- [Activity]: Give the count of lines in the data that include "Failed", with no other words.
========
use crate::entities::prelude::*;
use sea_orm_migration::prelude::*;
use sea_orm_migration::sea_orm::Schema;

#[derive(DeriveMigrationName)]
pub struct Migration;

#[async_trait::async_trait]
impl MigrationTrait for Migration {
    async fn up(&self, manager: &SchemaManager) -> Result<(), DbErr> {
        let backend = manager.get_database_backend();
        let schema = Schema::new(backend);

        manager
            .create_table(
                schema
                    .create_table_from_entity(Roles)
                    .if_not_exists()
                    .to_owned(),
            )
            .await?;

        manager
            .create_table(
                schema
                    .create_table_from_entity(Permissions)
                    .if_not_exists()
                    .to_owned(),
            )
            .await?;

        manager
            .create_table(
                schema
                    .create_table_from_entity(RolePermissions)
                    .if_not_exists()
                    .to_owned(),
            )
            .await?;

        manager
            .create_table(
                schema
                    .create_table_from_entity(Users)
                    .if_not_exists()
                    .to_owned(),
            )
            .await?;

        manager
            .create_table(
                schema
                    .create_table_from_entity(LeaveRequests)
                    .if_not_exists()
                    .to_owned(),
            )
            .await?;

        manager
            .create_table(
                schema
                    .create_table_from_entity(AttendanceRecords)
                    .if_not_exists()
                    .to_owned(),
            )
            .await?;

        manager
            .create_table(
                schema
                    .create_table_from_entity(ExpenseReports)
                    .if_not_exists()
                    .to_owned(),
            )
            .await?;

        manager
            .create_table(
                schema
                    .create_table_from_entity(Announcements)
                    .if_not_exists()
                    .to_owned(),
            )
            .await?;

        manager
            .create_table(
                schema
                    .create_table_from_entity(Projects)
                    .if_not_exists()
                    .to_owned(),
            )
            .await?;

        manager
            .create_table(
                schema
                    .create_table_from_entity(Tasks)
                    .if_not_exists()
                    .to_owned(),
            )
            .await?;

        manager
            .create_table(
                schema
                    .create_table_from_entity(PerformanceReviews)
                    .if_not_exists()
                    .to_owned(),
            )
            .await?;

        manager
            .create_table(
                schema
                    .create_table_from_entity(Notifications)
                    .if_not_exists()
                    .to_owned(),
            )
            .await?;

        manager
            .create_table(
                schema
                    .create_table_from_entity(AuditLogs)
                    .if_not_exists()
                    .to_owned(),
            )
            .await?;

        let conn = manager.get_connection();

        conn.execute_unprepared(
            "CREATE UNIQUE INDEX IF NOT EXISTS idx_role_permissions_pair ON role_permissions(role_id, permission_id)",
        )
        .await?;

        conn.execute_unprepared(
            "CREATE UNIQUE INDEX IF NOT EXISTS idx_attendance_user_date ON attendance_records(user_id, date)",
        )
        .await?;

        conn.execute_unprepared(
            "CREATE INDEX IF NOT EXISTS idx_leave_requests_user_status ON leave_requests(user_id, status)",
        )
        .await?;

        conn.execute_unprepared(
            "CREATE INDEX IF NOT EXISTS idx_expense_reports_user_status ON expense_reports(user_id, status)",
        )
        .await?;

        conn.execute_unprepared(
            "CREATE INDEX IF NOT EXISTS idx_notifications_user_read ON notifications(user_id, \"read\")",
        )
        .await?;

        conn.execute_unprepared(
            "CREATE INDEX IF NOT EXISTS idx_tasks_assignee_status ON tasks(assignee_id, status)",
        )
        .await?;

        Ok(())
    }

    async fn down(&self, manager: &SchemaManager) -> Result<(), DbErr> {
        manager
            .drop_table(Table::drop().table(AuditLogs).to_owned())
            .await?;
        manager
            .drop_table(Table::drop().table(Notifications).to_owned())
            .await?;
        manager
            .drop_table(Table::drop().table(PerformanceReviews).to_owned())
            .await?;
        manager
            .drop_table(Table::drop().table(Tasks).to_owned())
            .await?;
        manager
            .drop_table(Table::drop().table(Projects).to_owned())
            .await?;
        manager
            .drop_table(Table::drop().table(Announcements).to_owned())
            .await?;
        manager
            .drop_table(Table::drop().table(ExpenseReports).to_owned())
            .await?;
        manager
            .drop_table(Table::drop().table(AttendanceRecords).to_owned())
            .await?;
        manager
            .drop_table(Table::drop().table(LeaveRequests).to_owned())
            .await?;
        manager
            .drop_table(Table::drop().table(Users).to_owned())
            .await?;
        manager
            .drop_table(Table::drop().table(RolePermissions).to_owned())
            .await?;
        manager
            .drop_table(Table::drop().table(Permissions).to_owned())
            .await?;
        manager
            .drop_table(Table::drop().table(Roles).to_owned())
            .await?;

        Ok(())
    }
}
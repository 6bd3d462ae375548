use sea_orm::entity::prelude::*;

#[derive(Clone, Debug, PartialEq, Eq, DeriveEntityModel)]
#[sea_orm(table_name = "expense_reports")]
pub struct Model {
    #[sea_orm(primary_key)]
    pub id: i32,

    pub user_id: i32,

    pub description: String,

    /// Amount in minor currency units (cents).
    pub amount_cents: i64,

    /// ISO 4217 code (`EUR`, `USD`, ...).
    pub currency: String,

    /// `YYYY-MM-DD`
    pub expense_date: String,

    /// `pending`, `approved`, `rejected`
    pub status: String,

    pub decided_by: Option<i32>,

    pub decided_at: Option<String>,

    pub decision_note: Option<String>,

    pub created_at: String,

    pub updated_at: String,
}

#[derive(Copy, Clone, Debug, EnumIter, DeriveRelation)]
pub enum Relation {
    #[sea_orm(
        belongs_to = "super::users::Entity",
        from = "Column::UserId",
        to = "super::users::Column::Id",
        on_update = "Cascade",
        on_delete = "Cascade"
    )]
    User,
}

impl Related<super::users::Entity> for Entity {
    fn to() -> RelationDef {
        Relation::User.def()
    }
}

impl ActiveModelBehavior for ActiveModel {}
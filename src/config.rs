use anyhow::{Context, Result};
use serde::{Deserialize, Serialize};
use std::path::{Path, PathBuf};
use tracing::info;

#[derive(Debug, Clone, Serialize, Deserialize)]
#[serde(default)]
pub struct Config {
    pub general: GeneralConfig,

    pub server: ServerConfig,

    pub security: SecurityConfig,

    pub company: CompanyConfig,

    pub scheduler: SchedulerConfig,

    #[serde(default)]
    pub observability: ObservabilityConfig,
}

#[derive(Debug, Clone, Serialize, Deserialize)]
#[serde(default)]
pub struct GeneralConfig {
    pub database_path: String,

    pub log_level: String,

    /// Event bus buffer size (default: 100)
    pub event_bus_buffer_size: usize,

    /// Number of tokio worker threads (default: 2)
    /// Set to 0 to use the number of CPU cores
    pub worker_threads: usize,

    /// Maximum database connections (default: 5)
    pub max_db_connections: u32,

    /// Minimum database connections (default: 1)
    pub min_db_connections: u32,
}

impl Default for GeneralConfig {
    fn default() -> Self {
        Self {
            database_path: "sqlite:data/cadre.db".to_string(),
            log_level: "info".to_string(),
            event_bus_buffer_size: 100,
            worker_threads: 2,
            max_db_connections: 5,
            min_db_connections: 1,
        }
    }
}

#[derive(Debug, Clone, Serialize, Deserialize)]
#[serde(default)]
pub struct ServerConfig {
    pub enabled: bool,

    pub port: u16,

    pub cors_allowed_origins: Vec<String>,

    /// Whether to set the Secure flag on session cookies.
    /// Default: true for production safety. Set to false for local development without HTTPS.
    pub secure_cookies: bool,

    /// Session inactivity expiry in minutes (default: 60)
    pub session_inactivity_minutes: i64,
}

impl Default for ServerConfig {
    fn default() -> Self {
        Self {
            enabled: true,
            port: 7600,
            cors_allowed_origins: vec![
                "http://localhost:7600".to_string(),
                "http://127.0.0.1:7600".to_string(),
            ],
            secure_cookies: true,
            session_inactivity_minutes: 60,
        }
    }
}

#[derive(Debug, Clone, Serialize, Deserialize)]
#[serde(default)]
pub struct SecurityConfig {
    /// Argon2 memory cost in KiB (default: 8192 = 8MB)
    /// Lower values reduce memory usage but decrease GPU resistance.
    pub argon2_memory_cost_kib: u32,

    /// Argon2 time cost (iterations) - higher = more CPU work
    pub argon2_time_cost: u32,

    /// Argon2 parallelism (default: 1)
    pub argon2_parallelism: u32,

    /// Minimum accepted password length for password changes and resets.
    pub min_password_length: usize,
}

impl Default for SecurityConfig {
    fn default() -> Self {
        Self {
            argon2_memory_cost_kib: 8192,
            argon2_time_cost: 3,
            argon2_parallelism: 1,
            min_password_length: 8,
        }
    }
}

#[derive(Debug, Clone, Serialize, Deserialize)]
#[serde(default)]
pub struct CompanyConfig {
    pub name: String,

    /// ISO 4217 code applied to expense reports that omit a currency.
    pub default_currency: String,
}

impl Default for CompanyConfig {
    fn default() -> Self {
        Self {
            name: "Cadre".to_string(),
            default_currency: "EUR".to_string(),
        }
    }
}

#[derive(Debug, Clone, Serialize, Deserialize)]
#[serde(default)]
pub struct SchedulerConfig {
    pub enabled: bool,

    /// Reminder sweep interval in hours when no cron expression is set (default: 24)
    pub reminder_interval_hours: u32,

    pub cron_expression: Option<String>,

    /// Leave requests pending longer than this many days trigger approver reminders.
    pub pending_leave_max_age_days: u32,

    /// Submitted reviews unacknowledged after this many days trigger reminders.
    pub review_overdue_days: u32,

    /// Audit rows older than this many days are pruned (default: 90)
    pub audit_retention_days: u32,

    /// Read notifications older than this many days are pruned (default: 30)
    pub notification_retention_days: u32,
}

impl Default for SchedulerConfig {
    fn default() -> Self {
        Self {
            enabled: true,
            reminder_interval_hours: 24,
            cron_expression: None,
            pending_leave_max_age_days: 3,
            review_overdue_days: 7,
            audit_retention_days: 90,
            notification_retention_days: 30,
        }
    }
}

#[derive(Debug, Clone, Serialize, Deserialize)]
#[serde(default)]
pub struct ObservabilityConfig {
    pub metrics_enabled: bool,

    pub loki_enabled: bool,

    pub loki_url: String,

    pub loki_labels: std::collections::HashMap<String, String>,
}

impl Default for ObservabilityConfig {
    fn default() -> Self {
        let mut labels = std::collections::HashMap::new();
        labels.insert("app".to_string(), "cadre".to_string());

        Self {
            metrics_enabled: true,
            loki_enabled: false,
            loki_url: "http://localhost:3100".to_string(),
            loki_labels: labels,
        }
    }
}

impl Default for Config {
    fn default() -> Self {
        Self {
            general: GeneralConfig::default(),
            server: ServerConfig::default(),
            security: SecurityConfig::default(),
            company: CompanyConfig::default(),
            scheduler: SchedulerConfig::default(),
            observability: ObservabilityConfig::default(),
        }
    }
}

impl Config {
    pub fn load() -> Result<Self> {
        let paths = Self::config_paths();

        for path in &paths {
            if path.exists() {
                info!("Loading config from: {}", path.display());
                return Self::load_from_path(path);
            }
        }

        info!("No config file found, using defaults");
        Ok(Self::default())
    }

    pub fn load_from_path(path: &Path) -> Result<Self> {
        let content = std::fs::read_to_string(path)
            .with_context(|| format!("Failed to read config file: {}", path.display()))?;

        let config: Self = toml::from_str(&content)
            .with_context(|| format!("Failed to parse config file: {}", path.display()))?;

        Ok(config)
    }

    pub fn save(&self) -> Result<()> {
        let path = Self::default_config_path();
        self.save_to_path(&path)
    }

    pub fn save_to_path(&self, path: &Path) -> Result<()> {
        if let Some(parent) = path.parent() {
            std::fs::create_dir_all(parent)?;
        }

        let content = toml::to_string_pretty(self)?;
        std::fs::write(path, content)?;
        info!("Config saved to: {}", path.display());
        Ok(())
    }

    fn config_paths() -> Vec<PathBuf> {
        let mut paths = vec![];

        paths.push(PathBuf::from("config.toml"));

        if let Some(config_dir) = dirs::config_dir() {
            paths.push(config_dir.join("cadre").join("config.toml"));
        }

        if let Some(home) = dirs::home_dir() {
            paths.push(home.join(".cadre").join("config.toml"));
        }

        paths
    }

    fn default_config_path() -> PathBuf {
        PathBuf::from("config.toml")
    }

    pub fn create_default_if_missing() -> Result<bool> {
        let path = Self::default_config_path();
        if path.exists() {
            Ok(false)
        } else {
            let config = Self::default();
            config.save_to_path(&path)?;
            info!("Created default config file: {}", path.display());
            Ok(true)
        }
    }

    pub fn validate(&self) -> Result<()> {
        if self.server.enabled && self.server.port == 0 {
            anyhow::bail!("Server port must be > 0 when the server is enabled");
        }

        if self.scheduler.enabled
            && self.scheduler.reminder_interval_hours == 0
            && self.scheduler.cron_expression.is_none()
        {
            anyhow::bail!("Scheduler interval must be > 0 or cron expression must be set");
        }

        if self.security.argon2_memory_cost_kib < 1024 {
            anyhow::bail!("Argon2 memory cost must be at least 1024 KiB");
        }

        if self.security.min_password_length < 4 {
            anyhow::bail!("Minimum password length must be at least 4");
        }

        Ok(())
    }
}

#[cfg(test)]
mod tests {
    use super::*;

    #[test]
    fn test_default_config() {
        let config = Config::default();
        assert_eq!(config.server.port, 7600);
        assert_eq!(config.scheduler.audit_retention_days, 90);
        assert_eq!(config.company.default_currency, "EUR");
        assert_eq!(config.security.argon2_memory_cost_kib, 8192);
        assert_eq!(config.security.min_password_length, 8);
    }

    #[test]
    fn test_config_serialization() {
        let config = Config::default();
        let toml_str = toml::to_string_pretty(&config).unwrap();
        assert!(toml_str.contains("[general]"));
        assert!(toml_str.contains("[server]"));
        assert!(toml_str.contains("[scheduler]"));
        assert!(toml_str.contains("[company]"));
    }

    #[test]
    fn test_config_deserialization() {
        let toml_str = r#"
            [general]
            log_level = "debug"

            [scheduler]
            pending_leave_max_age_days = 5
        "#;

        let config: Config = toml::from_str(toml_str).unwrap();
        assert_eq!(config.general.log_level, "debug");
        assert_eq!(config.scheduler.pending_leave_max_age_days, 5);

        assert_eq!(config.server.port, 7600);
        assert_eq!(config.company.default_currency, "EUR");
    }

    #[test]
    fn test_validate_rejects_zero_interval() {
        let mut config = Config::default();
        config.scheduler.reminder_interval_hours = 0;
        config.scheduler.cron_expression = None;
        assert!(config.validate().is_err());

        config.scheduler.cron_expression = Some("0 0 8 * * *".to_string());
        assert!(config.validate().is_ok());
    }
}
========
- [Answer]: 2